The LOOP terminal is a speculator’s venture on steroids. Built with private capital, it is North America’s first oil port dedicated to the planet’s largest crude tankers, handling bi-directional oil flows. It’s designed to thrive on fierce global fights over not just oil supply and demand, but the multi-billion dollar bets corporate oil traders and hedge funds place, hoping to buy low and sell high—now, or two or five years from now.
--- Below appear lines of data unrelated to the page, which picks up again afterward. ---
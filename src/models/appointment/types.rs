use serde::{Deserialize, Serialize};

pub const STATUS_ATTENDED: &str = "COMPARECEU";
pub const STATUS_ABSENT: &str = "NAO COMPARECEU";
pub const STATUS_DECEASED: &str = "FALECIMENTO";
/// Display label for an empty outcome.
pub const PENDING_LABEL: &str = "PENDENTE";

/// Result of an examination. Stored as free text; empty means pending.
#[derive(Debug, Clone, Copy, PartialEq, Eq, Hash, Serialize, Deserialize)]
#[serde(rename_all = "snake_case")]
pub enum Outcome {
    Pending,
    Attended,
    Absent,
    Deceased,
}

impl Outcome {
    pub const ALL: [Outcome; 4] = [
        Outcome::Attended,
        Outcome::Absent,
        Outcome::Deceased,
        Outcome::Pending,
    ];

    /// Text as stored in the `observacao` column.
    pub fn as_stored(&self) -> &'static str {
        match self {
            Outcome::Pending => "",
            Outcome::Attended => STATUS_ATTENDED,
            Outcome::Absent => STATUS_ABSENT,
            Outcome::Deceased => STATUS_DECEASED,
        }
    }

    pub fn label(&self) -> &'static str {
        match self {
            Outcome::Pending => PENDING_LABEL,
            other => other.as_stored(),
        }
    }

    /// Parse outcome text, accepting the spellings seen in imported data.
    /// Returns `None` for text that is not a known outcome.
    pub fn parse(text: &str) -> Option<Outcome> {
        let upper = text.trim().to_uppercase();
        match upper.as_str() {
            "" | PENDING_LABEL | "PENDING" => Some(Outcome::Pending),
            STATUS_ATTENDED => Some(Outcome::Attended),
            STATUS_ABSENT | "NÃO COMPARECEU" | "AUSENTE" => Some(Outcome::Absent),
            STATUS_DECEASED | "OBITO" | "ÓBITO" => Some(Outcome::Deceased),
            _ => None,
        }
    }
}

/// Canonical appointment, as held in the in-memory snapshot.
#[derive(Debug, Clone, PartialEq, Eq, Serialize)]
pub struct Appointment {
    pub id: i64,
    /// Always `YYYY-MM-DD`.
    #[serde(rename = "data")]
    pub date: String,
    #[serde(rename = "perito")]
    pub expert: String,
    #[serde(rename = "especialidade")]
    pub specialty: String,
    #[serde(rename = "periciado")]
    pub examinee: String,
    /// Stored outcome text; empty means pending.
    #[serde(rename = "observacao")]
    pub outcome: String,
    #[serde(rename = "import_batch_id", skip_serializing_if = "Option::is_none")]
    pub batch_id: Option<String>,
}

impl Appointment {
    pub fn is_pending(&self) -> bool {
        self.outcome.trim().is_empty()
    }

    pub fn outcome_kind(&self) -> Option<Outcome> {
        Outcome::parse(&self.outcome)
    }

    /// Split the canonical date into (year, month, day).
    pub fn date_parts(&self) -> Option<(&str, &str, &str)> {
        let mut parts = self.date.split('-');
        match (parts.next(), parts.next(), parts.next(), parts.next()) {
            (Some(y), Some(m), Some(d), None) => Some((y, m, d)),
            _ => None,
        }
    }
}

/// Aggregate counts over a (filtered) list of appointments.
#[derive(Debug, Clone, Copy, Default, PartialEq, Eq, Serialize)]
pub struct Stats {
    pub total: usize,
    pub completed: usize,
    pub pending: usize,
}

impl Stats {
    pub fn from_appointments<'a, I>(items: I) -> Self
    where
        I: IntoIterator<Item = &'a Appointment>,
    {
        let mut stats = Stats::default();
        for a in items {
            stats.total += 1;
            if !a.is_pending() {
                stats.completed += 1;
            }
        }
        stats.pending = stats.total - stats.completed;
        stats
    }
}

/// Manual entry form for a new appointment.
#[derive(Debug, Clone, Deserialize)]
pub struct NewAppointment {
    #[serde(rename = "data")]
    pub date: String,
    #[serde(rename = "periciado")]
    pub examinee: String,
    #[serde(rename = "perito")]
    pub expert: String,
    #[serde(rename = "especialidade")]
    pub specialty: String,
}

/// Edit form: outcome and/or examinee-name correction.
#[derive(Debug, Clone, Default, Deserialize)]
pub struct AppointmentUpdate {
    #[serde(default, rename = "observacao")]
    pub outcome: Option<String>,
    #[serde(default, rename = "periciado")]
    pub examinee: Option<String>,
}
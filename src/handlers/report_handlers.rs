use actix_session::Session;
use actix_web::{HttpResponse, web};

use crate::auth::capabilities::Capability;
use crate::auth::session::require;
use crate::errors::AppError;
use crate::models::report::{self, Report, ReportQuery};
use crate::snapshot::AppointmentSnapshot;

fn build(snapshot: &AppointmentSnapshot, query: &ReportQuery) -> Result<Report, AppError> {
    query.run(&snapshot.all()).map_err(AppError::Validation)
}

/// GET /api/v1/reports - rows sorted by date plus the status summary.
pub async fn report(
    session: Session,
    snapshot: web::Data<AppointmentSnapshot>,
    query: web::Query<ReportQuery>,
) -> Result<HttpResponse, AppError> {
    require(&session, Capability::View)?;
    Ok(HttpResponse::Ok().json(build(&snapshot, &query)?))
}

/// GET /api/v1/reports/export.csv
pub async fn export_csv(
    session: Session,
    snapshot: web::Data<AppointmentSnapshot>,
    query: web::Query<ReportQuery>,
) -> Result<HttpResponse, AppError> {
    require(&session, Capability::View)?;
    let report = build(&snapshot, &query)?;
    let file_name = report::file_name(&report);

    Ok(HttpResponse::Ok()
        .content_type("text/csv; charset=utf-8")
        .insert_header((
            "Content-Disposition",
            format!("attachment; filename=\"{file_name}\""),
        ))
        .body(report::to_csv(&report)))
}
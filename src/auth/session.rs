use actix_session::Session;

use super::capabilities::{Capabilities, Capability};
use crate::errors::AppError;
use crate::models::user::UserProfile;

const USER_ID: &str = "user_id";
const EMAIL: &str = "email";
const CAPABILITIES: &str = "capabilities";

/// Store the logged-in user and their resolved capabilities.
pub fn establish(session: &Session, user: &UserProfile) -> Result<Capabilities, AppError> {
    let caps = Capabilities::resolve(user.role, user.approved);
    session.renew();
    session
        .insert(USER_ID, user.id)
        .and_then(|_| session.insert(EMAIL, &user.email))
        .and_then(|_| session.insert(CAPABILITIES, caps.to_csv()))
        .map_err(|e| AppError::Session(e.to_string()))?;
    Ok(caps)
}

pub fn get_user_id(session: &Session) -> Option<i64> {
    session.get::<i64>(USER_ID).unwrap_or(None)
}

pub fn get_email(session: &Session) -> Result<String, AppError> {
    match session.get::<String>(EMAIL) {
        Ok(Some(email)) => Ok(email),
        Ok(None) => Err(AppError::Unauthorized),
        Err(e) => Err(AppError::Session(e.to_string())),
    }
}

pub fn get_capabilities(session: &Session) -> Result<Capabilities, AppError> {
    match session.get::<String>(CAPABILITIES) {
        Ok(Some(csv)) => Ok(Capabilities::from_csv(&csv)),
        Ok(None) => Err(AppError::Unauthorized),
        Err(e) => Err(AppError::Session(e.to_string())),
    }
}

/// Check the session for `capability`, distinguishing pending accounts from plain denials.
pub fn require(session: &Session, capability: Capability) -> Result<Capabilities, AppError> {
    if get_user_id(session).is_none() {
        return Err(AppError::Unauthorized);
    }
    let caps = get_capabilities(session)?;
    check(caps, capability)?;
    Ok(caps)
}

/// The user id and email of a session already known to hold `capability`.
pub fn actor(session: &Session, capability: Capability) -> Result<(i64, String, Capabilities), AppError> {
    let caps = require(session, capability)?;
    let id = get_user_id(session).ok_or(AppError::Unauthorized)?;
    let email = get_email(session)?;
    Ok((id, email, caps))
}

pub fn check(caps: Capabilities, capability: Capability) -> Result<(), AppError> {
    if caps.is_empty() {
        Err(AppError::PendingApproval)
    } else if caps.has(capability) {
        Ok(())
    } else {
        Err(AppError::PermissionDenied(capability.code().to_string()))
    }
}
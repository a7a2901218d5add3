use actix_session::Session;
use actix_web::{HttpRequest, HttpResponse, web};
use serde::{Deserialize, Serialize};
use sqlx::PgPool;

use crate::audit::{self, LogEntry, LogFilter, OriginIp, actions, filter::unique_actions};
use crate::auth::capabilities::Capability;
use crate::auth::session::{actor, require};
use crate::auth::{password, validate};
use crate::errors::AppError;
use crate::models::user::{self, AccessUpdate, PasswordResetForm, Role, UserProfile};
use crate::responses::ApiMessage;

#[derive(Debug, Default, Deserialize)]
pub struct UserSearch {
    #[serde(default)]
    pub q: String,
}

#[derive(Debug, Serialize)]
pub struct LogListResponse {
    pub entries: Vec<LogEntry>,
    pub actions: Vec<String>,
}

/// True when applying `update` would leave `target` without admin access.
pub fn removes_admin(target: &UserProfile, update: &AccessUpdate) -> bool {
    let is_admin = target.role == Role::Admin && target.approved;
    let demoted = update.role.is_some_and(|r| r != Role::Admin);
    let revoked = update.approved == Some(false);
    is_admin && (demoted || revoked)
}

/// Reject changes that would lock the administrators out.
pub fn check_access_change(
    actor_id: i64,
    target: &UserProfile,
    update: &AccessUpdate,
    admin_count: i64,
) -> Result<(), AppError> {
    if update.role.is_none() && update.approved.is_none() {
        return Err(AppError::validation("Nada para atualizar"));
    }
    if !removes_admin(target, update) {
        return Ok(());
    }
    if target.id == actor_id {
        return Err(AppError::validation(
            "Você não pode remover seu próprio acesso de administrador",
        ));
    }
    if admin_count <= 1 {
        return Err(AppError::validation("Não é possível remover o último administrador"));
    }
    Ok(())
}

/// GET /api/v1/admin/users?q=
pub async fn list_users(
    pool: web::Data<PgPool>,
    session: Session,
    query: web::Query<UserSearch>,
) -> Result<HttpResponse, AppError> {
    require(&session, Capability::Admin)?;
    let users = user::find_all(&pool, Some(query.q.as_str())).await?;
    Ok(HttpResponse::Ok().json(users))
}

/// PUT /api/v1/admin/users/{id} - change role and/or approval.
pub async fn update_access(
    req: HttpRequest,
    pool: web::Data<PgPool>,
    session: Session,
    origin: web::Data<OriginIp>,
    path: web::Path<i64>,
    body: web::Json<AccessUpdate>,
) -> Result<HttpResponse, AppError> {
    let (actor_id, email, _) = actor(&session, Capability::Admin)?;
    let target_id = path.into_inner();
    let target = user::find_by_id(&pool, target_id).await?.ok_or(AppError::NotFound)?;

    let admin_count = user::count_admins(&pool).await?;
    check_access_change(actor_id, &target, &body, admin_count)?;

    if !user::update_access(&pool, target_id, body.role, body.approved).await? {
        return Err(AppError::NotFound);
    }

    let mut changes = vec![];
    if let Some(role) = body.role {
        changes.push(format!("papel {} -> {role}", target.role));
    }
    if let Some(approved) = body.approved {
        changes.push(if approved { "aprovado".to_string() } else { "acesso revogado".to_string() });
    }
    let details = format!("{}: {}", target.email, changes.join(", "));
    audit::record(&pool, &origin, &req, &email, actions::USER_UPDATE, &details).await;

    Ok(HttpResponse::Ok().json(ApiMessage::new("Usuário atualizado")))
}

/// PUT /api/v1/admin/users/{id}/password
pub async fn reset_password(
    req: HttpRequest,
    pool: web::Data<PgPool>,
    session: Session,
    origin: web::Data<OriginIp>,
    path: web::Path<i64>,
    body: web::Json<PasswordResetForm>,
) -> Result<HttpResponse, AppError> {
    let (_, email, _) = actor(&session, Capability::Admin)?;
    let target_id = path.into_inner();

    if let Some(e) = validate::validate_password(&body.password) {
        return Err(AppError::Validation(vec![e]));
    }
    let target = user::find_by_id(&pool, target_id).await?.ok_or(AppError::NotFound)?;
    let hashed = password::hash_password(&body.password)?;
    if !user::set_password(&pool, target_id, &hashed).await? {
        return Err(AppError::NotFound);
    }

    let details = format!("Senha redefinida para {}", target.email);
    audit::record(&pool, &origin, &req, &email, actions::USER_UPDATE, &details).await;

    Ok(HttpResponse::Ok().json(ApiMessage::new("Senha redefinida")))
}

/// GET /api/v1/admin/logs?q=&action=&date=
pub async fn logs(
    pool: web::Data<PgPool>,
    session: Session,
    query: web::Query<LogFilter>,
) -> Result<HttpResponse, AppError> {
    require(&session, Capability::Admin)?;
    let all = audit::find_recent(&pool, audit::RECENT_LIMIT).await?;
    let actions = unique_actions(&all);
    let entries = query.apply(all);
    Ok(HttpResponse::Ok().json(LogListResponse { entries, actions }))
}
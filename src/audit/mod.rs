pub mod filter;
pub mod origin_ip;

use actix_web::HttpRequest;
use chrono::{DateTime, Utc};
use serde::Serialize;
use sqlx::PgPool;

pub use filter::LogFilter;
pub use origin_ip::OriginIp;

/// How many entries the audit screen loads.
pub const RECENT_LIMIT: i64 = 100;

/// Action labels as shown in the audit screen.
pub mod actions {
    pub const APPOINTMENT_CREATE: &str = "NOVA PERÍCIA";
    pub const APPOINTMENT_EDIT: &str = "EDIÇÃO PERÍCIA";
    pub const APPOINTMENT_DELETE: &str = "EXCLUSÃO PERÍCIA";
    pub const ATTENDANCE_CREATE: &str = "CRIAÇÃO PRESENÇA";
    pub const ATTENDANCE_UPDATE: &str = "UPDATE PRESENÇA";
    pub const ATTENDANCE_DELETE: &str = "EXCLUSÃO PRESENÇA";
    pub const ATTENDANCE_PUNCH: &str = "PONTO RÁPIDO";
    pub const IMPORT_UPLOAD: &str = "UPLOAD PAUTA";
    pub const IMPORT_UNDO: &str = "DESFAZER UPLOAD";
    pub const MESSAGE_SEND: &str = "AVISO GLOBAL";
    pub const USER_UPDATE: &str = "USUÁRIO ATUALIZADO";
}

#[derive(Debug, Clone, PartialEq, Eq, Serialize, sqlx::FromRow)]
pub struct LogEntry {
    pub id: i64,
    pub user_email: String,
    pub action: String,
    pub details: String,
    pub ip_address: String,
    pub created_at: DateTime<Utc>,
}

/// Append one entry to `system_logs`.
pub async fn log(
    pool: &PgPool,
    user_email: &str,
    action: &str,
    details: &str,
    ip_address: &str,
) -> Result<(), sqlx::Error> {
    sqlx::query(
        "INSERT INTO system_logs (user_email, action, details, ip_address) VALUES ($1, $2, $3, $4)",
    )
    .bind(user_email)
    .bind(action)
    .bind(details)
    .bind(ip_address)
    .execute(pool)
    .await?;
    Ok(())
}

/// Log an action performed through `req`. Audit failures never fail the request.
pub async fn record(
    pool: &PgPool,
    origin: &OriginIp,
    req: &HttpRequest,
    user_email: &str,
    action: &str,
    details: &str,
) {
    let ip = match client_ip(req) {
        Some(ip) => ip,
        None => origin.resolve().await,
    };
    if let Err(e) = log(pool, user_email, action, details, &ip).await {
        log::warn!("Failed to write audit entry '{action}' for {user_email}: {e}");
    }
}

/// Caller address: first `X-Forwarded-For` hop, else the socket peer.
pub fn client_ip(req: &HttpRequest) -> Option<String> {
    let forwarded = req
        .headers()
        .get("x-forwarded-for")
        .and_then(|v| v.to_str().ok())
        .and_then(|v| v.split(',').next())
        .map(str::trim)
        .filter(|v| !v.is_empty())
        .map(String::from);

    forwarded.or_else(|| req.peer_addr().map(|addr| addr.ip().to_string()))
}

pub async fn find_recent(pool: &PgPool, limit: i64) -> Result<Vec<LogEntry>, sqlx::Error> {
    sqlx::query_as(
        "SELECT id, user_email, action, COALESCE(details, '') AS details, \
                COALESCE(ip_address, '') AS ip_address, created_at \
         FROM system_logs ORDER BY created_at DESC, id DESC LIMIT $1",
    )
    .bind(limit)
    .fetch_all(pool)
    .await
}

/// Delete entries older than the retention period. Returns how many were removed.
pub async fn cleanup_old_entries(pool: &PgPool, retention_days: i64) -> Result<u64, sqlx::Error> {
    let result = sqlx::query(
        "DELETE FROM system_logs WHERE created_at < NOW() - make_interval(days => $1::int)",
    )
    .bind(retention_days)
    .execute(pool)
    .await?;
    Ok(result.rows_affected())
}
Any VLCC from any country can now unload or load at LOOP. They can bring oil from the Persian Gulf, Nigeria, Russia, or Brazil. They can carry it—two million barrels at a time—to China, India, Indonesia, or Europe, at a shipping price lower than smaller tankers. And because the LOOP bi-directional pipeline can pump oil at a mind-bending 100,000 barrels per hour, supertankers can arrive with one load for refining and take off with another, by barely dropping anchor.
That will likely prove fatal to Alberta’s plans to expand unrefined bitumen exports either by the proposed Trans Mountain pipeline to the British Columbia coast, or the proposed Keystone XL pipeline because:
• Potential foreign refiners and customers will demand that future oil price, quality, shipping costs, and delivery speeds match those that LOOP can offer.
• For marine safety reasons, the maximum oil tanker cargo allowed through B.C.’s Burrard Inlet is an Aframax class ship at 80% capacity carrying 550,000 barrels, only about one-quarter the load of a VLCC. That means a refiner in Asia would need to book and pay for four tankers to ship the same amount as from the LOOP terminal, then wait longer for the full order to arrive.
• The diluted bitumen Alberta wants to export has chemical and combustion properties that make it far inferior to the higher-quality oil LOOP has access to from U.S. formations in the Dakotas and Texas, or OPEC countries, or North Sea producers. Tar sands/oil sands bitumen can be upgraded and refined, but that adds significant costs and requires dedicated facilities.
• The terminus of the Keystone XL will be refineries on the Texas Gulf Coast near Houston which are not connected to the LOOP. Even if future Alberta bitumen were to be refined there, it would take three fully-loaded Aframax tankers leaving Texas for ship-to-ship transfers to each VLCC.
These important changes in tanker and terminal technology and scale are no secret in the oil industry outside Canada. Nor is the dirty chemical composition of tar sands/oil sands bitumen. Nor is the cutthroat competition among global oil producers, refiners, shippers, and speculators, in which nickels per barrel of oil delivered are fought over fiercely.
In fact, the bad news for Alberta’s oilpatch has been building for a decade. That’s when shipbuilders in South Korea, China and Japan began constructing what has become a global fleet of about 750 VLCCs (with 50 more ordered for 2018), and the scrapping of Aframax class tankers began accelerating. This in turn drove down the benchmark price for ocean oil shipping, triggered the LOOP terminal upgrade, effectively consigned oil terminals like those in Burnaby, B.C. to minor league status, and left oil deposits far from deep port tidewater at a significant cost disadvantage.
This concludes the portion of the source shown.